The Nationwide Building Society reported that house prices were up 0.7% month-on-month, after taking account of seasonal factors
Annual house price growth accelerated to 13.4% in June, the highest level since November 2004, according to latest data from the Nationwide Building Society.
All UK regions recorded a pickup in the second quarter.
The building society reported that house prices were up 0.7% month-on-month, after taking account of seasonal factors.
The strongest growth was seen in Northern Ireland in the second quarter, Scotland the weakest, closely followed by London.
Robert Gardner, Nationwide’s chief economist, said: While the strength is partly due to base effects, with June last year unusually weak due to the first lockdown, the market continues to show significant momentum. Indeed, June saw the third consecutive month-on-month rise (0.7%), after taking account of seasonal effects. Prices in June were almost 5% higher than in March.
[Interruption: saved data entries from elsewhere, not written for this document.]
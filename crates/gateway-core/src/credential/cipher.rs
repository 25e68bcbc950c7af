//! AES-256-GCM sealing of provider credentials
//!
//! Stored references have the form `base64(nonce || ciphertext)`.

use crate::error::{GatewayError, GatewayResult};
use aes_gcm::{
    Aes256Gcm, Nonce,
    aead::{Aead, KeyInit},
};
use base64::{Engine, engine::general_purpose::STANDARD};
use rand::RngCore;
use rand::rngs::OsRng;
use serde::{Deserialize, Deserializer, Serialize, Serializer};
use std::fmt;

/// Size of the AES-GCM nonce in bytes
const NONCE_SIZE: usize = 12;

/// Size of an AES-256 key in bytes
pub const KEY_SIZE: usize = 32;

/// Symmetric key used to open stored credentials
///
/// Configured as a base64 string. Never printed.
#[derive(Clone, PartialEq, Eq)]
pub struct CredentialKey([u8; KEY_SIZE]);

impl CredentialKey {
    pub fn from_bytes(bytes: [u8; KEY_SIZE]) -> Self {
        Self(bytes)
    }

    pub fn from_base64(encoded: &str) -> GatewayResult<Self> {
        let bytes = STANDARD.decode(encoded.trim()).map_err(|e| {
            GatewayError::config_with_context(
                format!("credential key is not valid base64: {}", e),
                "Decoding credential key",
            )
        })?;
        let key: [u8; KEY_SIZE] = bytes.as_slice().try_into().map_err(|_| {
            GatewayError::config_with_context(
                format!("credential key must be {} bytes, got {}", KEY_SIZE, bytes.len()),
                "Decoding credential key",
            )
        })?;
        Ok(Self(key))
    }

    /// Fresh random key, for provisioning
    pub fn generate() -> Self {
        let mut key = [0u8; KEY_SIZE];
        OsRng.fill_bytes(&mut key);
        Self(key)
    }

    pub fn to_base64(&self) -> String {
        STANDARD.encode(self.0)
    }

    fn cipher(&self) -> GatewayResult<Aes256Gcm> {
        Aes256Gcm::new_from_slice(&self.0)
            .map_err(|e| GatewayError::config(format!("invalid credential key: {}", e)))
    }
}

impl fmt::Debug for CredentialKey {
    fn fmt(&self, f: &mut fmt::Formatter<'_>) -> fmt::Result {
        f.write_str("CredentialKey(***)")
    }
}

impl Serialize for CredentialKey {
    fn serialize<S: Serializer>(&self, serializer: S) -> Result<S::Ok, S::Error> {
        serializer.serialize_str("***")
    }
}

impl<'de> Deserialize<'de> for CredentialKey {
    fn deserialize<D: Deserializer<'de>>(deserializer: D) -> Result<Self, D::Error> {
        let encoded = String::deserialize(deserializer)?;
        Self::from_base64(&encoded).map_err(serde::de::Error::custom)
    }
}

/// Seal a plaintext credential into a storable reference
pub fn encrypt_credential(key: &CredentialKey, plaintext: &str) -> GatewayResult<String> {
    let mut nonce_bytes = [0u8; NONCE_SIZE];
    OsRng.fill_bytes(&mut nonce_bytes);
    let nonce = Nonce::from_slice(&nonce_bytes);

    let ciphertext = key
        .cipher()?
        .encrypt(nonce, plaintext.as_bytes())
        .map_err(|e| GatewayError::config(format!("credential encryption failed: {}", e)))?;

    let mut sealed = Vec::with_capacity(NONCE_SIZE + ciphertext.len());
    sealed.extend_from_slice(&nonce_bytes);
    sealed.extend_from_slice(&ciphertext);
    Ok(STANDARD.encode(sealed))
}

/// Open a stored credential reference
pub fn decrypt_credential(key: &CredentialKey, sealed: &str) -> GatewayResult<String> {
    let bytes = STANDARD.decode(sealed.trim()).map_err(|e| {
        GatewayError::config_with_context(
            format!("credential reference is not valid base64: {}", e),
            "Decrypting stored credential",
        )
    })?;
    if bytes.len() <= NONCE_SIZE {
        return Err(GatewayError::config_with_context(
            "credential reference is too short",
            "Decrypting stored credential",
        ));
    }

    let (nonce_bytes, ciphertext) = bytes.split_at(NONCE_SIZE);
    let plaintext = key
        .cipher()?
        .decrypt(Nonce::from_slice(nonce_bytes), ciphertext)
        .map_err(|_| {
            GatewayError::config_with_context(
                "credential could not be decrypted with the configured key",
                "Decrypting stored credential",
            )
        })?;

    String::from_utf8(plaintext).map_err(|e| {
        GatewayError::config_with_context(
            format!("decrypted credential is not UTF-8: {}", e),
            "Decrypting stored credential",
        )
    })
}
//! SSE frames sent to the caller

use crate::types::{ProviderKind, TokenUsage};
use chrono::{DateTime, Utc};
use serde::{Deserialize, Serialize};
use std::fmt;

/// Why a stream was capped
#[derive(Debug, Clone, Copy, PartialEq, Eq, Serialize, Deserialize)]
#[serde(rename_all = "snake_case")]
pub enum CapReason {
    MaxChunks,
    MaxLength,
}

impl fmt::Display for CapReason {
    fn fmt(&self, f: &mut fmt::Formatter<'_>) -> fmt::Result {
        match self {
            Self::MaxChunks => write!(f, "chunk limit reached"),
            Self::MaxLength => write!(f, "length limit reached"),
        }
    }
}

#[derive(Debug, Clone, PartialEq, Serialize, Deserialize)]
#[serde(rename_all = "camelCase")]
pub struct ConnectedFrame {
    pub provider: ProviderKind,
    #[serde(default, skip_serializing_if = "Option::is_none")]
    pub requested_provider: Option<ProviderKind>,
    pub timestamp: DateTime<Utc>,
}

/// First frame when the stream is served by a fallback provider
#[derive(Debug, Clone, PartialEq, Serialize, Deserialize)]
#[serde(rename_all = "camelCase")]
pub struct FallbackFrame {
    pub provider: ProviderKind,
    #[serde(default, skip_serializing_if = "Option::is_none")]
    pub requested_provider: Option<ProviderKind>,
    pub reason: String,
    pub timestamp: DateTime<Utc>,
}

#[derive(Debug, Clone, PartialEq, Serialize, Deserialize)]
#[serde(rename_all = "camelCase")]
pub struct ContentFrame {
    pub content: String,
    /// Every content payload emitted so far, this one included
    pub accumulated: String,
    pub chunk_index: usize,
    /// Characters received so far
    pub total_length: usize,
    /// Characters still held in the buffer
    pub buffer_remaining: usize,
}

#[derive(Debug, Clone, PartialEq, Serialize, Deserialize)]
#[serde(rename_all = "camelCase")]
pub struct ContinuationFrame {
    pub reason: CapReason,
    pub message: String,
    pub total_length: usize,
    pub chunk_count: usize,
}

#[derive(Debug, Clone, PartialEq, Serialize, Deserialize)]
#[serde(rename_all = "camelCase")]
pub struct CompleteFrame {
    pub full_content: String,
    pub total_length: usize,
    pub chunk_count: usize,
    pub truncated: bool,
    pub provider: ProviderKind,
    pub used_fallback: bool,
    pub usage: TokenUsage,
}

#[derive(Debug, Clone, PartialEq, Serialize, Deserialize)]
#[serde(rename_all = "camelCase")]
pub struct ErrorFrame {
    pub message: String,
    pub code: String,
    pub provider: ProviderKind,
    /// Content emitted before the failure
    pub partial_content: String,
    pub total_length: usize,
    pub chunk_count: usize,
}

/// One event of the caller-facing stream
///
/// A sequence starts with `connected` or `fallback` and ends with exactly one
/// `complete` or `error`.
#[derive(Debug, Clone, PartialEq, Serialize, Deserialize)]
#[serde(tag = "type", rename_all = "lowercase")]
pub enum StreamFrame {
    Connected(ConnectedFrame),
    Fallback(FallbackFrame),
    Content(ContentFrame),
    Continuation(ContinuationFrame),
    Complete(CompleteFrame),
    Error(ErrorFrame),
}

impl StreamFrame {
    pub fn connected(provider: ProviderKind, requested_provider: Option<ProviderKind>) -> Self {
        Self::Connected(ConnectedFrame {
            provider,
            requested_provider,
            timestamp: Utc::now(),
        })
    }

    pub fn fallback(
        provider: ProviderKind,
        requested_provider: Option<ProviderKind>,
        reason: impl Into<String>,
    ) -> Self {
        Self::Fallback(FallbackFrame {
            provider,
            requested_provider,
            reason: reason.into(),
            timestamp: Utc::now(),
        })
    }

    /// SSE event name
    pub fn event_type(&self) -> &'static str {
        match self {
            Self::Connected(_) => "connected",
            Self::Fallback(_) => "fallback",
            Self::Content(_) => "content",
            Self::Continuation(_) => "continuation",
            Self::Complete(_) => "complete",
            Self::Error(_) => "error",
        }
    }

    pub fn is_terminal(&self) -> bool {
        matches!(self, Self::Complete(_) | Self::Error(_))
    }

    /// The frame's payload without the type tag
    pub fn payload(&self) -> serde_json::Result<serde_json::Value> {
        match self {
            Self::Connected(f) => serde_json::to_value(f),
            Self::Fallback(f) => serde_json::to_value(f),
            Self::Content(f) => serde_json::to_value(f),
            Self::Continuation(f) => serde_json::to_value(f),
            Self::Complete(f) => serde_json::to_value(f),
            Self::Error(f) => serde_json::to_value(f),
        }
    }

    /// Wire form: `event: <type>\ndata: <json>\n\n`
    pub fn to_sse(&self) -> serde_json::Result<String> {
        Ok(format!(
            "event: {}\ndata: {}\n\n",
            self.event_type(),
            self.payload()?
        ))
    }
}

#[cfg(test)]
mod tests {
    use super::*;

    #[test]
    fn test_sse_wire_format() {
        let frame = StreamFrame::Content(ContentFrame {
            content: "Hello.".into(),
            accumulated: "Hello.".into(),
            chunk_index: 0,
            total_length: 9,
            buffer_remaining: 3,
        });
        let wire = frame.to_sse().unwrap();
        assert!(wire.starts_with("event: content\ndata: {"));
        assert!(wire.ends_with("}\n\n"));
        assert!(wire.contains("\"chunkIndex\":0"));
        assert!(wire.contains("\"bufferRemaining\":3"));
        assert!(!wire.contains("\"type\""));
    }

    #[test]
    fn test_tagged_json_round_trip() {
        let frame = StreamFrame::fallback(ProviderKind::Gemini, Some(ProviderKind::Claude), "timeout");
        let json = serde_json::to_value(&frame).unwrap();
        assert_eq!(json["type"], "fallback");
        assert_eq!(json["requestedProvider"], "claude");
        let back: StreamFrame = serde_json::from_value(json).unwrap();
        assert_eq!(back, frame);
    }

    #[test]
    fn test_terminal_frames() {
        assert!(!StreamFrame::connected(ProviderKind::Mock, None).is_terminal());
        let complete = StreamFrame::Complete(CompleteFrame {
            full_content: String::new(),
            total_length: 0,
            chunk_count: 0,
            truncated: false,
            provider: ProviderKind::Mock,
            used_fallback: false,
            usage: TokenUsage::default(),
        });
        assert!(complete.is_terminal());
        assert_eq!(complete.event_type(), "complete");
    }
}
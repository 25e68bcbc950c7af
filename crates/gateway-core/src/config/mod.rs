//! Configuration management for the gateway

mod env_loader;
mod environment;
mod file_loader;
mod gateway_config;
mod loader;
mod logging_config;

pub mod timeouts;

pub use env_loader::{apply_env_overrides, load_from_env};
pub use environment::RuntimeEnvironment;
pub use file_loader::{ConfigOverlay, load_from_file};
pub use gateway_config::{
    DEFAULT_FAILURE_COOLDOWN_MS, DEFAULT_MAX_FALLBACK_HISTORY, GatewayConfig, ProviderSettings,
};
pub use loader::ConfigLoader;
pub use logging_config::{LogFormat, LoggingConfig};
pub use timeouts::TimeoutConfig;

use crate::error::GatewayResult;
use std::path::Path;

/// Load configuration from an optional file plus the process environment
pub fn load_config(path: Option<&Path>) -> GatewayResult<GatewayConfig> {
    let loader = ConfigLoader::new().with_env();
    match path {
        Some(path) => loader.with_file(path).load(),
        None => loader.load(),
    }
}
Regional data for the three months to June indicates that all parts of the UK saw acceleration in annual house price growth. Northern Ireland and Wales saw the largest gains, at 14% and 13.4% respectively in Q2. By contrast Scotland saw the weakest rate of annual growth, at 7.1% closely followed by London at 7.3%, he said.
Despite the increase in house prices to new all-time highs, the typical mortgage payment is not high by historic standards compared to take home pay, largely because mortgage rates remain close to all-time lows – in fact, on this measure affordability remains broadly in line with its long run average, he said.
James Forrester, managing director of Barrows and Forrester, added: The stamp duty holiday isn’t the be-all and end-all where homeownership is concerned and it certainly isn’t the primary factor causing buyers to enter the market at mass. So its tapered expiry is unlikely to cause current levels of market activity to evaporate overnight.